Using Machine Learning Models and Logistic Regression Analyses to
Develop a Comprehensive Understanding of Extinction Risk For Marine
Animal Phyla Across the Paleozoic
Abstract
Extinction within the Paleozoic era has been studied in the past, but
there still lacks a comprehensive understanding of how extinction risk
changed throughout it. Our research project aims to bridge this gap by
exploring extinction risk in relation to major Paleozoic phyla and
ecological characteristics. Using R, we analyzed the Stanford Earth Body
Size dataset, which includes extensive data (n=8816) on Paleozoic marine
animals. In Step 1, regression coefficients were formed, indicating
whether being in one of the 6 phyla in each period of the Paleozoic era
conferred greater or less extinction risk. In Step 2, the examined
ecological characteristics included ocean acidification resilience,
feeding patterns, body volume, length, surface area, motility, tiering,
circulatory systems, and respiratory organ type. In Step 3, 6 binomial
machine learning models were created using the traits from Step 2 to
determine whether an individual genus went extinct in a particular
period. Our Step 1 results confirm that within these timeframes, while
certain phyla have greater extinction risk, extinction risk was not
uniform across these groups. Our Step 2 results show certain traits
provided advantages and disadvantages for an organism’s extinction risk.

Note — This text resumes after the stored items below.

//! List/filter view model.
//!
//! Every function here returns an order-preserving subsequence of its input
//! and leaves the input untouched. Applying the same filter twice gives the
//! same result as applying it once.

use chrono::{DateTime, Utc};
use hrportal_rs_protocol::{Announcement, EmployeeDocument, OnboardingNotification};
use serde::{Deserialize, Serialize};

/// A single-choice filter where `All` means "no filter".
#[derive(Debug, Clone, Default, PartialEq, Eq, Serialize, Deserialize)]
pub enum Selection {
    #[default]
    All,
    Only(String),
}

impl Selection {
    /// `"all"` (any case) and the empty string select everything.
    pub fn parse(value: &str) -> Self {
        let value = value.trim();
        if value.is_empty() || value.eq_ignore_ascii_case("all") {
            Selection::All
        } else {
            Selection::Only(value.to_string())
        }
    }

    pub fn is_all(&self) -> bool {
        matches!(self, Selection::All)
    }

    /// Case-insensitive match. A record without a value only passes `All`.
    pub fn matches(&self, value: Option<&str>) -> bool {
        match self {
            Selection::All => true,
            Selection::Only(wanted) => {
                value.is_some_and(|value| value.eq_ignore_ascii_case(wanted))
            }
        }
    }
}

impl From<Option<String>> for Selection {
    fn from(value: Option<String>) -> Self {
        value.as_deref().map_or(Selection::All, Selection::parse)
    }
}

/// Announcement board filters. The default shows every unexpired record.
#[derive(Debug, Clone, Default, PartialEq, Eq, Serialize, Deserialize)]
pub struct FilterState {
    pub category: Selection,
    pub priority: Selection,
    pub show_expired: bool,
    /// Case-insensitive substring over title and content; blank means none.
    pub search: Option<String>,
}

impl FilterState {
    pub fn with_category(mut self, category: &str) -> Self {
        self.category = Selection::parse(category);
        self
    }

    pub fn with_priority(mut self, priority: &str) -> Self {
        self.priority = Selection::parse(priority);
        self
    }

    pub fn with_show_expired(mut self, show_expired: bool) -> Self {
        self.show_expired = show_expired;
        self
    }

    pub fn with_search(mut self, search: impl Into<String>) -> Self {
        self.search = Some(search.into());
        self
    }

    fn search_term(&self) -> Option<String> {
        self.search
            .as_deref()
            .map(str::trim)
            .filter(|term| !term.is_empty())
            .map(str::to_lowercase)
    }
}

/// Records the announcement filters know how to inspect.
pub trait Filterable {
    fn category(&self) -> Option<&str>;
    fn priority(&self) -> Option<&str>;
    fn expires_at(&self) -> Option<DateTime<Utc>>;
    /// Text searched by [`FilterState::search`].
    fn search_text(&self) -> Vec<&str>;
}

impl Filterable for Announcement {
    fn category(&self) -> Option<&str> {
        self.category.as_deref()
    }

    fn priority(&self) -> Option<&str> {
        self.priority.as_deref()
    }

    fn expires_at(&self) -> Option<DateTime<Utc>> {
        self.expires_at
    }

    fn search_text(&self) -> Vec<&str> {
        vec![self.title.as_str(), self.content.as_str()]
    }
}

impl Filterable for OnboardingNotification {
    fn category(&self) -> Option<&str> {
        self.notification_type.as_deref()
    }

    fn priority(&self) -> Option<&str> {
        self.priority.as_deref()
    }

    fn expires_at(&self) -> Option<DateTime<Utc>> {
        None
    }

    fn search_text(&self) -> Vec<&str> {
        vec![self.title.as_str(), self.message.as_str()]
    }
}

/// Conjunction of every active predicate in `filters`, evaluated at `now`.
pub fn apply_filters<T>(items: &[T], filters: &FilterState, now: DateTime<Utc>) -> Vec<T>
where
    T: Filterable + Clone,
{
    let term = filters.search_term();
    items
        .iter()
        .filter(|item| filters.category.matches(item.category()))
        .filter(|item| filters.priority.matches(item.priority()))
        .filter(|item| {
            filters.show_expired || item.expires_at().is_none_or(|expires_at| expires_at >= now)
        })
        .filter(|item| {
            term.as_ref().is_none_or(|term| {
                item.search_text()
                    .iter()
                    .any(|text| text.to_lowercase().contains(term.as_str()))
            })
        })
        .cloned()
        .collect()
}

#[derive(Debug, Clone, Copy, Default, PartialEq, Eq, Serialize, Deserialize)]
pub enum Verification {
    #[default]
    All,
    Verified,
    Unverified,
}

impl Verification {
    pub fn from_flag(verified: Option<bool>) -> Self {
        match verified {
            None => Verification::All,
            Some(true) => Verification::Verified,
            Some(false) => Verification::Unverified,
        }
    }
}

#[derive(Debug, Clone, Default, PartialEq, Eq, Serialize, Deserialize)]
pub struct DocumentFilter {
    pub document_type: Selection,
    pub verification: Verification,
}

impl DocumentFilter {
    pub fn apply(&self, documents: &[EmployeeDocument]) -> Vec<EmployeeDocument> {
        documents
            .iter()
            .filter(|document| self.document_type.matches(Some(&document.document_type)))
            .filter(|document| match self.verification {
                Verification::All => true,
                Verification::Verified => document.is_verified,
                Verification::Unverified => !document.is_verified,
            })
            .cloned()
            .collect()
    }
}

#[derive(Debug, Clone, Copy, Default, PartialEq, Eq, Serialize, Deserialize)]
pub struct NotificationFilter {
    pub unread_only: bool,
}

impl NotificationFilter {
    pub fn apply(&self, notifications: &[OnboardingNotification]) -> Vec<OnboardingNotification> {
        notifications
            .iter()
            .filter(|notification| !self.unread_only || !notification.is_read)
            .cloned()
            .collect()
    }
}

/// One 1-based page of a derived list.
#[derive(Debug, Clone, PartialEq, Eq)]
pub struct Page<T> {
    pub items: Vec<T>,
    /// Requested page, clamped into `1..=total_pages`.
    pub page: usize,
    /// At least 1, even for an empty list.
    pub total_pages: usize,
    pub total_items: usize,
}

/// Slice `items` into pages of `page_size`. A zero page size is treated as 1.
pub fn paginate<T: Clone>(items: &[T], page: usize, page_size: usize) -> Page<T> {
    let page_size = page_size.max(1);
    let total_items = items.len();
    let total_pages = total_items.div_ceil(page_size).max(1);
    let page = page.clamp(1, total_pages);
    let items = items
        .iter()
        .skip((page - 1) * page_size)
        .take(page_size)
        .cloned()
        .collect();
    Page {
        items,
        page,
        total_pages,
        total_items,
    }
}

#[cfg(test)]
mod tests {
    use super::{
        DocumentFilter, FilterState, NotificationFilter, Page, Selection, Verification,
        apply_filters, paginate,
    };
    use chrono::{DateTime, Duration, Utc};
    use hrportal_rs_protocol::{Announcement, EmployeeDocument, OnboardingNotification};
    use pretty_assertions::assert_eq;
    use serde_json::json;

    fn announcement(
        id: i64,
        category: &str,
        priority: &str,
        expires_at: Option<DateTime<Utc>>,
    ) -> Announcement {
        serde_json::from_value(json!({
            "id": id,
            "title": format!("Notice {id}"),
            "content": (if id == 3 { "Open enrollment for Benefits" } else { "Routine update" }),
            "category": category,
            "priority": priority,
            "created_at": "2024-05-01T08:00:00Z",
            "expires_at": expires_at,
        }))
        .expect("announcement")
    }

    fn board(now: DateTime<Utc>) -> Vec<Announcement> {
        vec![
            announcement(1, "hr", "high", None),
            announcement(2, "general", "low", None),
            announcement(3, "hr", "normal", Some(now - Duration::days(1))),
            announcement(4, "HR", "urgent", Some(now + Duration::days(3))),
            announcement(5, "policy", "high", Some(now - Duration::hours(1))),
        ]
    }

    fn ids(items: &[Announcement]) -> Vec<i64> {
        items.iter().map(|item| item.id).collect()
    }

    #[test]
    fn selection_parse_treats_all_as_no_filter() {
        assert_eq!(Selection::parse("all"), Selection::All);
        assert_eq!(Selection::parse("ALL"), Selection::All);
        assert_eq!(Selection::parse(""), Selection::All);
        assert_eq!(Selection::parse("hr"), Selection::Only("hr".to_string()));
        assert!(!Selection::parse("hr").matches(None));
    }

    #[test]
    fn category_filter_hides_other_categories_and_expired() {
        let now = Utc::now();
        let filters = FilterState::default()
            .with_category("hr")
            .with_priority("all")
            .with_show_expired(false);
        assert_eq!(ids(&apply_filters(&board(now), &filters, now)), vec![1, 4]);
    }

    #[test]
    fn show_expired_keeps_everything_in_order() {
        let now = Utc::now();
        let filters = FilterState::default().with_show_expired(true);
        assert_eq!(
            ids(&apply_filters(&board(now), &filters, now)),
            vec![1, 2, 3, 4, 5]
        );
    }

    #[test]
    fn expiry_at_exactly_now_is_still_visible() {
        let now = Utc::now();
        let items = vec![announcement(9, "hr", "low", Some(now))];
        assert_eq!(ids(&apply_filters(&items, &FilterState::default(), now)), vec![9]);
    }

    #[test]
    fn filters_are_idempotent_and_conjunctive() {
        let now = Utc::now();
        let filters = FilterState::default()
            .with_priority("high")
            .with_show_expired(true);
        let once = apply_filters(&board(now), &filters, now);
        let twice = apply_filters(&once, &filters, now);
        assert_eq!(ids(&once), vec![1, 5]);
        assert_eq!(once, twice);
    }

    #[test]
    fn search_is_case_insensitive_over_title_and_content() {
        let now = Utc::now();
        let filters = FilterState::default()
            .with_show_expired(true)
            .with_search("  benefits ");
        assert_eq!(ids(&apply_filters(&board(now), &filters, now)), vec![3]);

        let blank = FilterState::default().with_search("   ");
        assert_eq!(ids(&apply_filters(&board(now), &blank, now)), vec![1, 2, 4]);
    }

    #[test]
    fn pagination_clamps_page_and_counts_pages() {
        let items: Vec<u32> = (1..=7).collect();
        let page = paginate(&items, 3, 3);
        assert_eq!(page.items, vec![7]);
        assert_eq!(page.total_pages, 3);
        assert_eq!(page.total_items, 7);

        let clamped = paginate(&items, 10, 3);
        assert_eq!(clamped.page, 3);
        assert_eq!(paginate(&items, 0, 3).items, vec![1, 2, 3]);

        let empty: Page<u32> = paginate(&[], 1, 10);
        assert_eq!(empty.total_pages, 1);
        assert!(empty.items.is_empty());
    }

    #[test]
    fn document_filter_combines_type_and_verification() {
        let documents: Vec<EmployeeDocument> = [
            (1, "Identity Documents", true),
            (2, "Tax Forms", false),
            (3, "Identity Documents", false),
        ]
        .into_iter()
        .map(|(id, document_type, verified)| {
            serde_json::from_value(json!({
                "id": id,
                "employee_id": 4,
                "document_type": document_type,
                "document_url": format!("uploads/{id}.pdf"),
                "is_verified": verified,
                "uploaded_at": "2024-02-01T10:00:00Z"
            }))
            .expect("document")
        })
        .collect();

        let filter = DocumentFilter {
            document_type: Selection::parse("identity documents"),
            verification: Verification::from_flag(Some(false)),
        };
        let kept: Vec<i64> = filter.apply(&documents).iter().map(|d| d.id).collect();
        assert_eq!(kept, vec![3]);
        assert_eq!(DocumentFilter::default().apply(&documents).len(), 3);
    }

    #[test]
    fn unread_filter_drops_read_notifications() {
        let notifications: Vec<OnboardingNotification> = [(1, true), (2, false), (3, false)]
            .into_iter()
            .map(|(id, is_read)| {
                serde_json::from_value(json!({
                    "id": id,
                    "title": "Task due",
                    "message": "Upload your ID",
                    "is_read": is_read,
                    "created_at": "2024-02-01T10:00:00Z"
                }))
                .expect("notification")
            })
            .collect();
        let unread = NotificationFilter { unread_only: true }.apply(&notifications);
        assert_eq!(unread.iter().map(|n| n.id).collect::<Vec<_>>(), vec![2, 3]);
    }
}
//! Career analytics resources (`/career/*`).

use serde::{Deserialize, Serialize};
use serde_json::Value;

/// Organisation-wide career analytics (Admin/HR only).
#[derive(Debug, Clone, Serialize, Deserialize, PartialEq)]
pub struct CareerAnalytics {
    pub total_employees: u64,
    #[serde(default)]
    pub career_progression_stats: Value,
    #[serde(default)]
    pub skills_gap_analysis: Value,
    #[serde(default)]
    pub mentorship_program_stats: Value,
    #[serde(default)]
    pub internal_mobility_rate: f64,
    #[serde(default)]
    pub career_satisfaction_score: f64,
}

/// One row of `GET /career/skills-assessment`.
#[derive(Debug, Clone, Serialize, Deserialize, PartialEq)]
pub struct SkillAssessment {
    pub name: String,
    /// Current proficiency, 0-100.
    pub current: f64,
    /// Target proficiency, 0-100.
    pub target: f64,
    #[serde(default)]
    pub category: Option<String>,
}

impl SkillAssessment {
    /// Points left to reach the target; never negative.
    pub fn gap(&self) -> f64 {
        (self.target - self.current).max(0.0)
    }
}

#[cfg(test)]
mod tests {
    use super::SkillAssessment;
    use pretty_assertions::assert_eq;

    #[test]
    fn gap_saturates_at_zero() {
        let mut skill = SkillAssessment {
            name: "System Design".to_string(),
            current: 60.0,
            target: 85.0,
            category: Some("Technical".to_string()),
        };
        assert_eq!(skill.gap(), 25.0);
        skill.current = 90.0;
        assert_eq!(skill.gap(), 0.0);
    }
}
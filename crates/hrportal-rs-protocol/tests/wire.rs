use hrportal_rs_protocol::{
    AnnouncementStats, AssistantContext, ChatRequest, DocumentStatistics, HistoryEntry,
    NewAnnouncement, User, UserRole, VerificationReceipt,
};
use pretty_assertions::assert_eq;
use serde_json::json;

#[test]
fn chat_request_matches_backend_shape() {
    let request = ChatRequest {
        message: "What's next?".to_string(),
        context: AssistantContext::new(2, 14, "Noor"),
        history: vec![HistoryEntry {
            role: "assistant".to_string(),
            content: "Welcome!".to_string(),
        }],
    };
    assert_eq!(
        serde_json::to_value(&request).expect("encode"),
        json!({
            "message": "What's next?",
            "context": {"phase": 2, "employee_id": 14, "first_name": "Noor"},
            "history": [{"role": "assistant", "content": "Welcome!"}]
        })
    );
}

#[test]
fn new_announcement_omits_unset_optionals() {
    let body = NewAnnouncement {
        title: "Parking".to_string(),
        content: "Lot B closed".to_string(),
        category: None,
        priority: Some("high".to_string()),
        expires_at: None,
    };
    assert_eq!(
        serde_json::to_value(&body).expect("encode"),
        json!({"title": "Parking", "content": "Lot B closed", "priority": "high"})
    );
}

#[test]
fn decodes_admin_statistics() {
    let stats: AnnouncementStats = serde_json::from_value(json!({
        "total_announcements": 4,
        "active_announcements": 3,
        "total_employees": 20,
        "recent_announcement_stats": [{
            "id": 1,
            "title": "Welcome",
            "created_at": "2024-04-01T00:00:00Z",
            "acknowledgments": 15,
            "acknowledgment_rate": 75.0
        }]
    }))
    .expect("stats");
    assert_eq!(stats.recent_announcement_stats[0].acknowledgments, 15);

    let documents: DocumentStatistics = serde_json::from_value(json!({
        "total_documents": 10,
        "verified_documents": 7,
        "pending_documents": 3,
        "verification_rate": 70.0,
        "documents_by_type": {"Tax Forms": 4, "Contracts": 6}
    }))
    .expect("documents");
    assert_eq!(documents.documents_by_type.get("Contracts"), Some(&6));
}

#[test]
fn verification_receipt_embeds_document() {
    let receipt: VerificationReceipt = serde_json::from_value(json!({
        "message": "Document verified successfully",
        "document": {
            "id": 3,
            "employee_id": 9,
            "document_type": "Banking Documents",
            "document_url": "uploads/documents/9_bank.pdf",
            "is_verified": true,
            "uploaded_at": "2024-04-02T00:00:00Z",
            "verified_by": 1,
            "verified_at": "2024-04-03T00:00:00Z"
        }
    }))
    .expect("receipt");
    assert!(receipt.document.is_verified);
    assert_eq!(receipt.document.verified_by, Some(1));
}

#[test]
fn roles_are_lowercase_and_gate_privileges() {
    let user: User = serde_json::from_value(json!({
        "id": 1,
        "email": "hr@example.com",
        "role": "hr"
    }))
    .expect("user");
    assert_eq!(user.role, UserRole::Hr);
    assert!(user.is_privileged());
    assert!(!UserRole::Manager.is_privileged());
}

One interesting pattern was that the only consistently non-significant
traits were body length, area, and volume. Likewise with Step 1,
extinction risk for each ecological characteristic varied across the
Paleozoic. Finally, in Step 3, the results were largely successful. Most
of the six models had an accuracy above 80% with the highest being 92%
in the Cambrian. The areas under the Precision-Recall and the Receiver
Operating Characteristic Curves were all in the acceptable
(<0.6) range, demonstrating that the model has low false
positive/ negative rates and is able to distinguish between what trait
indicates extinction or survival for each period. Our research project
identified phyla at risk of extinction in each period of the Paleozoic,
determined which natural traits incited greater extinction risk, and
demonstrated machine learning models trained on fossil descriptors can
predict when an individual genus became extinct. Our results confirmed
that extinction risk is not consistently dependent on a singular factor
nor is it constant across every period of the Paleozoic era.